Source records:
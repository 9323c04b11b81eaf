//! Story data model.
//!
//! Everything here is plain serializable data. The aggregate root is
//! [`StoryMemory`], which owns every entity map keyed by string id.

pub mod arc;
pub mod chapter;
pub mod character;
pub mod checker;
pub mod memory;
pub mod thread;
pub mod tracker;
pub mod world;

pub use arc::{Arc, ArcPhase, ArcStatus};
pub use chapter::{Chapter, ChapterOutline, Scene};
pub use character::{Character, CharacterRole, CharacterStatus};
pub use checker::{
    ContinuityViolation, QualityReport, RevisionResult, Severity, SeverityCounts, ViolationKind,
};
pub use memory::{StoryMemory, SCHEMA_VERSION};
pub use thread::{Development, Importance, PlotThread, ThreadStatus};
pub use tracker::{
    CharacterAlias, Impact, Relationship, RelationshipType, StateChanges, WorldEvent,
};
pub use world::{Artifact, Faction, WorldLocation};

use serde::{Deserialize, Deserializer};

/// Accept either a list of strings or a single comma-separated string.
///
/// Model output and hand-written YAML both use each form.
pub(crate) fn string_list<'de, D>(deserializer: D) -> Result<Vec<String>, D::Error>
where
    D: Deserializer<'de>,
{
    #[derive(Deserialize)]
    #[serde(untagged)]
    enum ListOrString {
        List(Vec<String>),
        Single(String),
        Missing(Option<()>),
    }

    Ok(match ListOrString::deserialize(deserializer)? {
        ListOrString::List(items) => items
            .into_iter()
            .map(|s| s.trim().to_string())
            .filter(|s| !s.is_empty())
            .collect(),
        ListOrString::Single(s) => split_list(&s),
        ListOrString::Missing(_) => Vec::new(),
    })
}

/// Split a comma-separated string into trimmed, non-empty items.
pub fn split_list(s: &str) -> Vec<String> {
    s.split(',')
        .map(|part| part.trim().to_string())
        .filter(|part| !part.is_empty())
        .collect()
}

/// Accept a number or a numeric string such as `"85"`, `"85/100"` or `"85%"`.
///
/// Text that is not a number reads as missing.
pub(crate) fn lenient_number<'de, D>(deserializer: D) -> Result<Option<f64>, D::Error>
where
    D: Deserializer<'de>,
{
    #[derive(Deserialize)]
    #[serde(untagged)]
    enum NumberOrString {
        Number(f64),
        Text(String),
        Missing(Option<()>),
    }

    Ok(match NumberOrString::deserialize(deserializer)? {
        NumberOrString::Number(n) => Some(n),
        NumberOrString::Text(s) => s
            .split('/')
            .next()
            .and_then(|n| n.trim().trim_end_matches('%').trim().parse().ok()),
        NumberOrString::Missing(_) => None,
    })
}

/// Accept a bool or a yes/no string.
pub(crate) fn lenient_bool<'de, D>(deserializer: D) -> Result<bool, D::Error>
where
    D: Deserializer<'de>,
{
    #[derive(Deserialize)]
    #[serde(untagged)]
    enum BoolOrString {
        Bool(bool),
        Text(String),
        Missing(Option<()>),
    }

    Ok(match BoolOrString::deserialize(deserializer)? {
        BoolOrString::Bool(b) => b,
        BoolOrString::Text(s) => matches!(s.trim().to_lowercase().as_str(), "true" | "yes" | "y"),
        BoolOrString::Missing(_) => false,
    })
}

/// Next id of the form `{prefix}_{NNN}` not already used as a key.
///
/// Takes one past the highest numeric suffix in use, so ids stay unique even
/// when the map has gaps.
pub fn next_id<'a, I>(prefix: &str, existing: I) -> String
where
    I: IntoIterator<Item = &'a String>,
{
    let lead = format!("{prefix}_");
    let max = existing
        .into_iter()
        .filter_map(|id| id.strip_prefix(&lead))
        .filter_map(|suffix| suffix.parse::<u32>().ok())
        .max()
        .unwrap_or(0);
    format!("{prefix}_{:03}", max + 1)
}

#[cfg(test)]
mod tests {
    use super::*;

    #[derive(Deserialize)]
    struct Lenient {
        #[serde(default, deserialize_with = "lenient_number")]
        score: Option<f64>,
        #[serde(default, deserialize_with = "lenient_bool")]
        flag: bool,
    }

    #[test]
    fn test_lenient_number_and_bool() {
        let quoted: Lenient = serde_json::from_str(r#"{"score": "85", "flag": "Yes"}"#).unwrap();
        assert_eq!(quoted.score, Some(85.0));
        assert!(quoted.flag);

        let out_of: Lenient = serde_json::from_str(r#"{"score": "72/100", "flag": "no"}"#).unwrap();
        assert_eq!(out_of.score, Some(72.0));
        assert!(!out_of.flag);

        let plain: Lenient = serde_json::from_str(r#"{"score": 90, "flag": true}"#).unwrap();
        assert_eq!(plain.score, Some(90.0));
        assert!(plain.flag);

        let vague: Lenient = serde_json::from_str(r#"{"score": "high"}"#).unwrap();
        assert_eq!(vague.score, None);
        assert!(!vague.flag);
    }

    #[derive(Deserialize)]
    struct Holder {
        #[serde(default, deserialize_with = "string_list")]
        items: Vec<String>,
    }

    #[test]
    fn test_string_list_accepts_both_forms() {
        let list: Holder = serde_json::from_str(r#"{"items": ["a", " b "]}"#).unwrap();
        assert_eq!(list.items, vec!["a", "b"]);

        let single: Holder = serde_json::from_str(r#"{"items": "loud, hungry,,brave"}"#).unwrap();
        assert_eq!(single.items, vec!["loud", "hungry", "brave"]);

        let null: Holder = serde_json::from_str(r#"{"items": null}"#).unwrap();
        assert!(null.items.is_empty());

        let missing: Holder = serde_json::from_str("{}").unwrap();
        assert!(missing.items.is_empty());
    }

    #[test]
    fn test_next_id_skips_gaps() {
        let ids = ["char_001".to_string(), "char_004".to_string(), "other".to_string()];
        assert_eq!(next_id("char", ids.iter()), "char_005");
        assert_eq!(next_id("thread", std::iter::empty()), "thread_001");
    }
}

Exercise requirements:
Provide the count of lines above that contain "Some", without any other words.

Answer:
4